§ **WHAT NEEDS TO BE DONE**:
Give the total number of lines in the data below that include "previous", and nothing else.

§ **INFORMATION SUPPLIED**:
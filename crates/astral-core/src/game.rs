//! Game service façade
//!
//! [`Game`] wires the pure engines to a [`GameStore`]. Every operation reads
//! a snapshot from the store, evaluates it, persists the outcome and only
//! then touches in-memory state, so a failed write never leaves a battle or
//! character half-updated.

use crate::battle::{ActionReport, BattleEngine, BattleSession, RoundOutcome};
use crate::catalog::{CatalogIndex, CatalogKind};
use crate::character::Character;
use crate::config::EngineConfig;
use crate::element::Element;
use crate::error::{BattleError, Denial, Error, Result};
use crate::guild::{evaluate_guild_join, GuildMembership};
use crate::identity::{BuildingId, CharacterId, EnemyId, GuildId, SpellId};
use crate::ownership::{OwnershipKind, OwnershipSet};
use crate::progression::{BuildingQuote, ProgressionEngine, ResearchDecision};
use crate::rng::RandomSource;
use crate::store::GameStore;
use chrono::Utc;
use std::collections::hash_map::Entry;
use std::collections::HashMap;
use std::sync::Arc;
use tracing::{debug, info, warn};

/// The game service
pub struct Game<S: GameStore> {
    catalog: Arc<CatalogIndex>,
    config: EngineConfig,
    store: S,
    progression: ProgressionEngine,
    battles: BattleEngine,
    sessions: HashMap<CharacterId, BattleSession>,
}

impl<S: GameStore> Game<S> {
    pub fn new(catalog: Arc<CatalogIndex>, config: EngineConfig, store: S) -> Self {
        Self {
            progression: ProgressionEngine::new(catalog.clone()),
            battles: BattleEngine::new(config.battle.clone()),
            catalog,
            config,
            store,
            sessions: HashMap::new(),
        }
    }

    pub fn catalog(&self) -> &CatalogIndex {
        &self.catalog
    }

    pub fn config(&self) -> &EngineConfig {
        &self.config
    }

    pub fn store(&self) -> &S {
        &self.store
    }

    /// Create a character with the configured starting resources
    pub fn create_character(&self, username: &str, element: Element) -> Result<Character> {
        let id = self.store.allocate_character_id().map_err(Error::persistence)?;
        let character = Character::create(id, username, element, &self.config)?;
        self.store
            .insert_character(&character)
            .map_err(Error::persistence)?;
        info!(character = %id, username = %character.username, element = %element, "Character created");
        Ok(character)
    }

    pub fn character(&self, id: CharacterId) -> Result<Character> {
        self.store
            .get_character(id)
            .map_err(Error::persistence)?
            .ok_or(Error::CharacterNotFound(id))
    }

    /// Spells and buildings the character has unlocked
    pub fn ownership(&self, id: CharacterId) -> Result<OwnershipSet> {
        let mut records = self
            .store
            .list_ownership(id, OwnershipKind::Building)
            .map_err(Error::persistence)?;
        records.extend(
            self.store
                .list_ownership(id, OwnershipKind::Spell)
                .map_err(Error::persistence)?,
        );
        Ok(OwnershipSet::from_records(&records))
    }

    fn owned(&self, id: CharacterId, kind: OwnershipKind) -> Result<OwnershipSet> {
        let records = self
            .store
            .list_ownership(id, kind)
            .map_err(Error::persistence)?;
        Ok(OwnershipSet::from_records(&records))
    }

    /// Build a building, or raise it one level if already built
    pub fn build_or_upgrade(&self, id: CharacterId, building: &BuildingId) -> Result<BuildingQuote> {
        let character = self.character(id)?;
        let current = self.owned(id, OwnershipKind::Building)?.building_level(building);
        let quote = self
            .progression
            .evaluate_building_action(&character.ledger(), building, current)?;
        if let Some(denial) = quote.denial.clone() {
            debug!(character = %id, building = %building, reason = %denial, "Building denied");
            return Err(denial.into());
        }

        self.store
            .persist_unlock(&quote.delta(), &quote.record(id, Utc::now()))
            .map_err(Error::persistence)?;
        info!(
            character = %id,
            building = %building,
            level = quote.target_level,
            gold = quote.cost.gold,
            turns = quote.cost.turns,
            "Building raised"
        );
        Ok(quote)
    }

    /// Research a spell
    pub fn research_spell(&self, id: CharacterId, spell: &SpellId) -> Result<ResearchDecision> {
        let character = self.character(id)?;
        let owned = self.owned(id, OwnershipKind::Spell)?;
        let decision = self.progression.evaluate_spell_research(
            &character.ledger(),
            spell,
            &owned,
            character.element(),
        )?;
        if let Some(denial) = decision.denial.clone() {
            debug!(character = %id, spell = %spell, reason = %denial, "Research denied");
            return Err(denial.into());
        }

        self.store
            .persist_unlock(&decision.delta, &decision.record(id, Utc::now()))
            .map_err(Error::persistence)?;
        info!(character = %id, spell = %spell, "Spell researched");
        Ok(decision)
    }

    /// Open a battle, replacing any previous session for this character
    pub fn start_battle(&mut self, id: CharacterId, enemy: &EnemyId) -> Result<&BattleSession> {
        let character = self.character(id)?;
        let def = self
            .catalog
            .enemy(enemy)
            .ok_or_else(|| Error::not_found(CatalogKind::Enemy, enemy))?;
        let session = self.battles.start_battle(&character, def);
        info!(character = %id, enemy = %enemy, "Battle started");
        let slot = match self.sessions.entry(id) {
            Entry::Occupied(mut entry) => {
                debug!(character = %id, "Replacing previous battle");
                entry.insert(session);
                entry.into_mut()
            }
            Entry::Vacant(entry) => entry.insert(session),
        };
        Ok(slot)
    }

    /// Cast an owned attack spell in the character's battle
    ///
    /// A winning cast credits the victory reward before the session is
    /// updated.
    pub fn cast_spell<R>(&mut self, id: CharacterId, spell: &SpellId, rng: &mut R) -> Result<ActionReport>
    where
        R: RandomSource + ?Sized,
    {
        let mut session = self
            .sessions
            .get(&id)
            .cloned()
            .ok_or(BattleError::NoActiveBattle)?;
        let def = self
            .catalog
            .spell(spell)
            .ok_or_else(|| Error::not_found(CatalogKind::Spell, spell))?;
        if !self.owned(id, OwnershipKind::Spell)?.owns_spell(spell) {
            return Err(Denial::SpellNotOwned(spell.clone()).into());
        }

        let report = self.battles.cast_spell(&mut session, def, rng)?;
        if let RoundOutcome::Victory { reward } = report.outcome {
            let ledger = self
                .store
                .persist_resource_delta(id, &reward)
                .map_err(Error::persistence)?;
            info!(
                character = %id,
                enemy = %session.enemy().template,
                gold = ledger.gold,
                mana = ledger.mana,
                "Battle won"
            );
        }
        debug!(character = %id, spell = %spell, damage = report.damage, "Spell cast");
        self.sessions.insert(id, session);
        Ok(report)
    }

    /// Let the enemy act
    pub fn resolve_enemy_turn<R>(&mut self, id: CharacterId, rng: &mut R) -> Result<ActionReport>
    where
        R: RandomSource + ?Sized,
    {
        let session = self
            .sessions
            .get_mut(&id)
            .ok_or(BattleError::NoActiveBattle)?;
        let report = self.battles.resolve_enemy_turn(session, rng)?;
        debug!(character = %id, damage = report.damage, "Enemy attacked");
        if report.outcome == RoundOutcome::Defeat {
            warn!(character = %id, rounds = session.rounds(), "Battle lost");
        }
        Ok(report)
    }

    /// Discard the character's battle, returning it if there was one
    pub fn reset_battle(&mut self, id: CharacterId) -> Option<BattleSession> {
        self.sessions.remove(&id)
    }

    pub fn battle(&self, id: CharacterId) -> Option<&BattleSession> {
        self.sessions.get(&id)
    }

    pub fn join_guild(&self, id: CharacterId, guild: &GuildId) -> Result<GuildMembership> {
        self.character(id)?;
        let def = self
            .catalog
            .guild(guild)
            .ok_or_else(|| Error::not_found(CatalogKind::Guild, guild))?;
        let current = self
            .store
            .guild_membership(id)
            .map_err(Error::persistence)?;
        if let Some(denial) = evaluate_guild_join(def, current.as_ref()) {
            return Err(denial.into());
        }
        let membership = GuildMembership::member(id, guild.clone(), Utc::now());
        self.store
            .create_membership(&membership)
            .map_err(Error::persistence)?;
        info!(character = %id, guild = %guild, "Joined guild");
        Ok(membership)
    }

    pub fn leave_guild(&self, id: CharacterId) -> Result<GuildMembership> {
        self.character(id)?;
        let membership = self
            .store
            .remove_membership(id)
            .map_err(Error::persistence)?
            .ok_or(Denial::NotInGuild)?;
        info!(character = %id, guild = %membership.guild_id, "Left guild");
        Ok(membership)
    }
}
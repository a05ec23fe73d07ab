//! Turn-based battle state machine
//!
//! ```text
//! (no session) --start--> PlayerTurn --cast--> EnemyTurn --resolve--> PlayerTurn
//!                              |                    |
//!                              +--> Victory         +--> Defeat
//! ```
//!
//! The engine never schedules anything: the caller drives
//! [`BattleEngine::cast_spell`] and [`BattleEngine::resolve_enemy_turn`]
//! alternately, passing its own [`RandomSource`]. Victory and Defeat absorb
//! every further action.

mod log;

pub use log::BattleLog;

use crate::character::Character;
use crate::catalog::{EnemyDef, SpellDef};
use crate::config::BattleConfig;
use crate::element::Element;
use crate::error::BattleError;
use crate::identity::EnemyId;
use crate::ledger::ResourceDelta;
use crate::rng::{roll_variance, RandomSource};
use serde::{Deserialize, Serialize};
use std::fmt;

/// Who acts next
#[derive(Debug, Clone, Copy, PartialEq, Eq, Hash, Serialize, Deserialize)]
pub enum TurnOwner {
    Player,
    Enemy,
}

impl fmt::Display for TurnOwner {
    fn fmt(&self, f: &mut fmt::Formatter<'_>) -> fmt::Result {
        match self {
            TurnOwner::Player => f.write_str("player"),
            TurnOwner::Enemy => f.write_str("enemy"),
        }
    }
}

#[derive(Debug, Clone, Copy, PartialEq, Eq, Hash, Serialize, Deserialize)]
pub enum BattlePhase {
    PlayerTurn,
    EnemyTurn,
    Victory,
    Defeat,
}

impl BattlePhase {
    pub fn is_terminal(&self) -> bool {
        matches!(self, BattlePhase::Victory | BattlePhase::Defeat)
    }
}

/// Coarse battle status
#[derive(Debug, Clone, Copy, PartialEq, Eq, Hash, Serialize, Deserialize)]
pub enum BattleStatus {
    Active,
    Victory,
    Defeat,
}

/// The session's private copy of an enemy
#[derive(Debug, Clone, PartialEq, Eq, Serialize, Deserialize)]
pub struct EnemyState {
    pub template: EnemyId,
    pub name: String,
    pub element: Element,
    pub level: u32,
    pub hp: u64,
    pub max_hp: u64,
    pub mana: u64,
    pub max_mana: u64,
    pub attack: u64,
    pub defense: u64,
}

impl From<&EnemyDef> for EnemyState {
    fn from(def: &EnemyDef) -> Self {
        Self {
            template: def.id.clone(),
            name: def.name.clone(),
            element: def.element,
            level: def.level,
            hp: def.max_hp,
            max_hp: def.max_hp,
            mana: def.max_mana,
            max_mana: def.max_mana,
            attack: def.attack,
            defense: def.defense,
        }
    }
}

/// An in-progress or finished battle; never persisted
#[derive(Debug, Clone, PartialEq, Eq, Serialize, Deserialize)]
pub struct BattleSession {
    player_hp: u64,
    player_max_hp: u64,
    player_mana: u64,
    enemy: EnemyState,
    phase: BattlePhase,
    log: BattleLog,
    rounds: u32,
    reward: Option<ResourceDelta>,
}

impl BattleSession {
    pub fn player_hp(&self) -> u64 {
        self.player_hp
    }

    pub fn player_max_hp(&self) -> u64 {
        self.player_max_hp
    }

    pub fn player_mana(&self) -> u64 {
        self.player_mana
    }

    pub fn enemy(&self) -> &EnemyState {
        &self.enemy
    }

    pub fn phase(&self) -> BattlePhase {
        self.phase
    }

    pub fn status(&self) -> BattleStatus {
        match self.phase {
            BattlePhase::PlayerTurn | BattlePhase::EnemyTurn => BattleStatus::Active,
            BattlePhase::Victory => BattleStatus::Victory,
            BattlePhase::Defeat => BattleStatus::Defeat,
        }
    }

    /// Whose turn it is; frozen at the final actor once the battle is over
    pub fn turn_owner(&self) -> TurnOwner {
        match self.phase {
            BattlePhase::PlayerTurn | BattlePhase::Victory => TurnOwner::Player,
            BattlePhase::EnemyTurn | BattlePhase::Defeat => TurnOwner::Enemy,
        }
    }

    pub fn log(&self) -> &BattleLog {
        &self.log
    }

    /// Enemy turns resolved so far
    pub fn rounds(&self) -> u32 {
        self.rounds
    }

    /// Resources the caller should credit, set on victory
    pub fn reward(&self) -> Option<&ResourceDelta> {
        self.reward.as_ref()
    }

    fn expect_turn(&self, expected: TurnOwner) -> Result<(), BattleError> {
        if self.phase.is_terminal() {
            return Err(BattleError::BattleAlreadyResolved);
        }
        let actual = self.turn_owner();
        if actual != expected {
            return Err(BattleError::WrongTurnOwner { expected, actual });
        }
        Ok(())
    }
}

/// How an action left the battle
#[derive(Debug, Clone, Copy, PartialEq, Eq)]
pub enum RoundOutcome {
    Continue,
    Victory { reward: ResourceDelta },
    Defeat,
}

/// Result of one cast or enemy turn
#[derive(Debug, Clone, Copy, PartialEq, Eq)]
pub struct ActionReport {
    pub damage: u64,
    pub outcome: RoundOutcome,
}

/// `max(1, power - defense)`
pub fn damage_after_defense(power: u64, defense: u64) -> u64 {
    power.saturating_sub(defense).max(1)
}

/// Resolves battle actions under a [`BattleConfig`]
#[derive(Debug, Clone, Default)]
pub struct BattleEngine {
    config: BattleConfig,
}

impl BattleEngine {
    pub fn new(config: BattleConfig) -> Self {
        Self { config }
    }

    pub fn config(&self) -> &BattleConfig {
        &self.config
    }

    /// Open a battle against a fresh copy of `enemy`
    pub fn start_battle(&self, character: &Character, enemy: &EnemyDef) -> BattleSession {
        let mut log = BattleLog::new(self.config.log_capacity);
        log.push(format!("Battle begins against {}!", enemy.name));
        BattleSession {
            player_hp: self.config.player_max_hp,
            player_max_hp: self.config.player_max_hp,
            player_mana: character.ledger().mana,
            enemy: EnemyState::from(enemy),
            phase: BattlePhase::PlayerTurn,
            log,
            rounds: 0,
            reward: None,
        }
    }

    /// The player casts `spell` at the enemy
    ///
    /// On any error the session is left exactly as it was.
    pub fn cast_spell<R>(
        &self,
        session: &mut BattleSession,
        spell: &SpellDef,
        rng: &mut R,
    ) -> Result<ActionReport, BattleError>
    where
        R: RandomSource + ?Sized,
    {
        session.expect_turn(TurnOwner::Player)?;
        let base = spell
            .base_damage()
            .ok_or_else(|| BattleError::SpellNotCastable(spell.id.clone()))?;
        if session.player_mana < spell.mana_cost {
            return Err(BattleError::InsufficientMana {
                available: session.player_mana,
                required: spell.mana_cost,
            });
        }

        let raw = damage_after_defense(base, session.enemy.defense);
        let damage = roll_variance(raw, self.config.damage_variance, rng);
        session.enemy.hp = session.enemy.hp.saturating_sub(damage);
        session.player_mana -= spell.mana_cost;
        session
            .log
            .push(format!("You cast {} for {} damage!", spell.name, damage));

        let outcome = if session.enemy.hp == 0 {
            let reward = self.victory_reward(&session.enemy);
            session.phase = BattlePhase::Victory;
            session.reward = Some(reward);
            session.log.push("Victory! You defeated the enemy!");
            RoundOutcome::Victory { reward }
        } else {
            session.phase = BattlePhase::EnemyTurn;
            RoundOutcome::Continue
        };
        Ok(ActionReport { damage, outcome })
    }

    /// The enemy attacks the player
    pub fn resolve_enemy_turn<R>(
        &self,
        session: &mut BattleSession,
        rng: &mut R,
    ) -> Result<ActionReport, BattleError>
    where
        R: RandomSource + ?Sized,
    {
        session.expect_turn(TurnOwner::Enemy)?;

        let raw = damage_after_defense(session.enemy.attack, self.config.player_defense);
        let damage = roll_variance(raw, self.config.damage_variance, rng);
        session.player_hp = session.player_hp.saturating_sub(damage);
        session.rounds = session.rounds.saturating_add(1);
        session
            .log
            .push(format!("{} attacks for {} damage!", session.enemy.name, damage));

        let capped = self.config.max_rounds > 0 && session.rounds >= self.config.max_rounds;
        let outcome = if session.player_hp == 0 {
            session.phase = BattlePhase::Defeat;
            session.log.push("Defeat! You have been vanquished!");
            RoundOutcome::Defeat
        } else if capped {
            session.phase = BattlePhase::Defeat;
            session.log.push("The battle drags on. You retreat exhausted.");
            RoundOutcome::Defeat
        } else {
            session.phase = BattlePhase::PlayerTurn;
            RoundOutcome::Continue
        };
        Ok(ActionReport { damage, outcome })
    }

    fn victory_reward(&self, enemy: &EnemyState) -> ResourceDelta {
        let gold = u64::from(enemy.level).saturating_mul(self.config.gold_per_enemy_level);
        let mana = self.config.victory_mana_restore;
        ResourceDelta::zero()
            .with_gold(i64::try_from(gold).unwrap_or(i64::MAX))
            .with_mana(i64::try_from(mana).unwrap_or(i64::MAX))
    }
}
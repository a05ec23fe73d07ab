//! Bounded battle log
//!
//! A fixed-size ring of messages. Writing past capacity overwrites the
//! oldest slot, so a long fight never grows the session.

use serde::{Deserialize, Serialize};

/// Ring buffer of the most recent battle messages
#[derive(Debug, Clone, PartialEq, Eq, Serialize, Deserialize)]
pub struct BattleLog {
    /// Ring storage; `None` marks a slot never written
    slots: Vec<Option<String>>,
    /// Next write position
    head: usize,
    /// Number of occupied slots
    count: usize,
    /// Total messages ever pushed
    written: u64,
}

impl BattleLog {
    /// Create a log keeping at most `capacity` messages
    ///
    /// A capacity of 0 is treated as 1.
    pub fn new(capacity: usize) -> Self {
        let capacity = capacity.max(1);
        Self {
            slots: vec![None; capacity],
            head: 0,
            count: 0,
            written: 0,
        }
    }

    /// Append a message, evicting the oldest when full
    pub fn push(&mut self, message: impl Into<String>) {
        let capacity = self.slots.len();
        self.slots[self.head] = Some(message.into());
        self.head = (self.head + 1) % capacity;
        self.count = (self.count + 1).min(capacity);
        self.written += 1;
    }

    /// Messages from oldest to newest
    pub fn iter(&self) -> impl Iterator<Item = &str> {
        let capacity = self.slots.len();
        let start = (self.head + capacity - self.count) % capacity;
        (0..self.count).filter_map(move |i| self.slots[(start + i) % capacity].as_deref())
    }

    /// Most recent message
    pub fn last(&self) -> Option<&str> {
        if self.count == 0 {
            return None;
        }
        let capacity = self.slots.len();
        self.slots[(self.head + capacity - 1) % capacity].as_deref()
    }

    pub fn len(&self) -> usize {
        self.count
    }

    pub fn is_empty(&self) -> bool {
        self.count == 0
    }

    pub fn capacity(&self) -> usize {
        self.slots.len()
    }

    /// Messages pushed over the log's lifetime, including evicted ones
    pub fn total_written(&self) -> u64 {
        self.written
    }

    pub fn to_vec(&self) -> Vec<String> {
        self.iter().map(str::to_string).collect()
    }
}
//! Ownership records: which buildings and spells a character has unlocked

use crate::identity::{BuildingId, CharacterId, SpellId};
use chrono::{DateTime, Utc};
use indexmap::IndexMap;
use serde::{Deserialize, Serialize};

#[derive(Debug, Clone, Copy, PartialEq, Eq, Hash, Serialize, Deserialize)]
pub enum OwnershipKind {
    Building,
    Spell,
}

/// The unlocked entry; buildings carry their current level
#[derive(Debug, Clone, PartialEq, Eq, Hash, Serialize, Deserialize)]
pub enum OwnedEntry {
    Building { id: BuildingId, level: u32 },
    Spell(SpellId),
}

/// Evidence that a character unlocked a catalog entry
#[derive(Debug, Clone, PartialEq, Eq, Serialize, Deserialize)]
pub struct OwnershipRecord {
    pub character_id: CharacterId,
    pub entry: OwnedEntry,
    pub acquired_at: DateTime<Utc>,
}

impl OwnershipRecord {
    pub fn building(
        character_id: CharacterId,
        id: BuildingId,
        level: u32,
        acquired_at: DateTime<Utc>,
    ) -> Self {
        Self {
            character_id,
            entry: OwnedEntry::Building { id, level },
            acquired_at,
        }
    }

    pub fn spell(character_id: CharacterId, id: SpellId, acquired_at: DateTime<Utc>) -> Self {
        Self {
            character_id,
            entry: OwnedEntry::Spell(id),
            acquired_at,
        }
    }

    pub fn kind(&self) -> OwnershipKind {
        match self.entry {
            OwnedEntry::Building { .. } => OwnershipKind::Building,
            OwnedEntry::Spell(_) => OwnershipKind::Spell,
        }
    }

    /// Raw id of the unlocked entry
    pub fn entry_id(&self) -> &str {
        match &self.entry {
            OwnedEntry::Building { id, .. } => id.as_str(),
            OwnedEntry::Spell(id) => id.as_str(),
        }
    }
}

/// A character's unlocks, indexed for eligibility checks
///
/// Spells are held at most once; a repeated building record keeps the
/// highest level seen.
#[derive(Debug, Clone, Default, PartialEq, Eq)]
pub struct OwnershipSet {
    spells: IndexMap<SpellId, DateTime<Utc>>,
    buildings: IndexMap<BuildingId, u32>,
}

impl OwnershipSet {
    pub fn new() -> Self {
        Self::default()
    }

    pub fn from_records<'a>(records: impl IntoIterator<Item = &'a OwnershipRecord>) -> Self {
        let mut set = Self::new();
        for record in records {
            set.insert(record);
        }
        set
    }

    /// Add a record; returns false if a spell was already owned
    pub fn insert(&mut self, record: &OwnershipRecord) -> bool {
        match &record.entry {
            OwnedEntry::Spell(id) => {
                if self.spells.contains_key(id) {
                    return false;
                }
                self.spells.insert(id.clone(), record.acquired_at);
                true
            }
            OwnedEntry::Building { id, level } => {
                let current = self.buildings.entry(id.clone()).or_insert(0);
                *current = (*current).max(*level);
                true
            }
        }
    }

    pub fn owns_spell(&self, id: &SpellId) -> bool {
        self.spells.contains_key(id)
    }

    /// Current level of a building, 0 if never built
    pub fn building_level(&self, id: &BuildingId) -> u32 {
        self.buildings.get(id).copied().unwrap_or(0)
    }

    pub fn spells(&self) -> impl Iterator<Item = &SpellId> {
        self.spells.keys()
    }

    pub fn buildings(&self) -> impl Iterator<Item = (&BuildingId, u32)> {
        self.buildings.iter().map(|(id, level)| (id, *level))
    }
}
//! Building and spell-research decisions
//!
//! Everything here is a pure function of a ledger snapshot, the catalog and
//! the character's unlocks. A decision either carries a [`Denial`] or the
//! [`ResourceDelta`] the caller persists together with the unlock record.

use crate::catalog::{BuildingDef, CatalogIndex, CatalogKind, SpellDef};
use crate::element::Element;
use crate::error::{Denial, Error, Result};
use crate::identity::{BuildingId, CharacterId, SpellId};
use crate::ledger::{ResourceDelta, ResourceKind, ResourceLedger};
use crate::ownership::{OwnershipRecord, OwnershipSet};
use chrono::{DateTime, Utc};
use serde::{Deserialize, Serialize};
use std::sync::Arc;

/// `floor(base * 1.5^(target_level - 1))`, saturating at `u64::MAX`
///
/// Exact integer arithmetic (`base * 3^n >> n`) while `3^n` fits next to a
/// u64 base in a u128. Beyond level 41 the float formula is used directly.
pub fn scaled_cost(base: u64, target_level: u32) -> u64 {
    let n = target_level.saturating_sub(1);
    if n <= 40 {
        let scaled = (u128::from(base) * 3u128.pow(n)) >> n;
        return u64::try_from(scaled).unwrap_or(u64::MAX);
    }
    let exponent = i32::try_from(n).unwrap_or(i32::MAX);
    (base as f64 * 1.5f64.powi(exponent)).floor() as u64
}

/// Gold and turns for one building step
#[derive(Debug, Clone, Copy, PartialEq, Eq, Serialize, Deserialize)]
pub struct BuildingCost {
    pub gold: u64,
    pub turns: u64,
}

impl BuildingCost {
    pub fn for_level(def: &BuildingDef, target_level: u32) -> Self {
        Self {
            gold: scaled_cost(def.base_gold_cost, target_level),
            turns: scaled_cost(def.base_turn_cost, target_level),
        }
    }
}

/// Outcome of evaluating a build (level 0 → 1) or upgrade
#[derive(Debug, Clone, PartialEq, Eq)]
pub struct BuildingQuote {
    pub building: BuildingId,
    pub current_level: u32,
    pub target_level: u32,
    pub cost: BuildingCost,
    pub denial: Option<Denial>,
}

impl BuildingQuote {
    pub fn allowed(&self) -> bool {
        self.denial.is_none()
    }

    /// First construction rather than an upgrade
    pub fn is_new(&self) -> bool {
        self.current_level == 0
    }

    pub fn delta(&self) -> ResourceDelta {
        ResourceDelta::spend(self.cost.gold, self.cost.turns)
    }

    /// The record left by this build or upgrade
    pub fn record(&self, character_id: CharacterId, at: DateTime<Utc>) -> OwnershipRecord {
        OwnershipRecord::building(character_id, self.building.clone(), self.target_level, at)
    }
}

/// Quote the next level of `def` against `ledger`
pub fn quote_building(def: &BuildingDef, ledger: &ResourceLedger, current_level: u32) -> BuildingQuote {
    let target_level = current_level.saturating_add(1);
    let cost = BuildingCost::for_level(def, target_level);
    let denial = shortfall(ledger, ResourceKind::Gold, cost.gold)
        .or_else(|| shortfall(ledger, ResourceKind::Turns, cost.turns));
    BuildingQuote {
        building: def.id.clone(),
        current_level,
        target_level,
        cost,
        denial,
    }
}

/// Outcome of evaluating a spell research
#[derive(Debug, Clone, PartialEq, Eq)]
pub struct ResearchDecision {
    pub spell: SpellId,
    pub delta: ResourceDelta,
    pub denial: Option<Denial>,
}

impl ResearchDecision {
    pub fn allowed(&self) -> bool {
        self.denial.is_none()
    }

    pub fn record(&self, character_id: CharacterId, at: DateTime<Utc>) -> OwnershipRecord {
        OwnershipRecord::spell(character_id, self.spell.clone(), at)
    }
}

/// Decide whether `spell` can be researched
///
/// Checks run in a fixed order and the first failure wins: already owned,
/// gold, turns, element, prerequisite.
pub fn evaluate_research(
    spell: &SpellDef,
    ledger: &ResourceLedger,
    owned: &OwnershipSet,
    element: Element,
) -> ResearchDecision {
    let denial = if owned.owns_spell(&spell.id) {
        Some(Denial::AlreadyOwned)
    } else if let Some(d) = shortfall(ledger, ResourceKind::Gold, spell.gold_cost)
        .or_else(|| shortfall(ledger, ResourceKind::Turns, spell.turn_cost))
    {
        Some(d)
    } else if let Some(required) = spell.element_restriction.filter(|r| *r != element) {
        Some(Denial::ElementLocked {
            required,
            actual: element,
        })
    } else {
        spell
            .prerequisite
            .as_ref()
            .filter(|p| !owned.owns_spell(p))
            .map(|p| Denial::PrerequisiteMissing(p.clone()))
    };
    ResearchDecision {
        spell: spell.id.clone(),
        delta: ResourceDelta::spend(spell.gold_cost, spell.turn_cost),
        denial,
    }
}

fn shortfall(ledger: &ResourceLedger, kind: ResourceKind, required: u64) -> Option<Denial> {
    if ledger.can_afford(kind, required) {
        None
    } else {
        Some(Denial::InsufficientResource {
            kind,
            available: ledger.get(kind),
            required,
        })
    }
}

/// Catalog-aware front end for the decision functions
#[derive(Debug, Clone)]
pub struct ProgressionEngine {
    catalog: Arc<CatalogIndex>,
}

impl ProgressionEngine {
    pub fn new(catalog: Arc<CatalogIndex>) -> Self {
        Self { catalog }
    }

    pub fn evaluate_building_action(
        &self,
        ledger: &ResourceLedger,
        building: &BuildingId,
        current_level: u32,
    ) -> Result<BuildingQuote> {
        let def = self
            .catalog
            .building(building)
            .ok_or_else(|| Error::not_found(CatalogKind::Building, building))?;
        Ok(quote_building(def, ledger, current_level))
    }

    pub fn evaluate_spell_research(
        &self,
        ledger: &ResourceLedger,
        spell: &SpellId,
        owned: &OwnershipSet,
        element: Element,
    ) -> Result<ResearchDecision> {
        let def = self
            .catalog
            .spell(spell)
            .ok_or_else(|| Error::not_found(CatalogKind::Spell, spell))?;
        Ok(evaluate_research(def, ledger, owned, element))
    }
}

§ **RESPONSE BELOW**:
2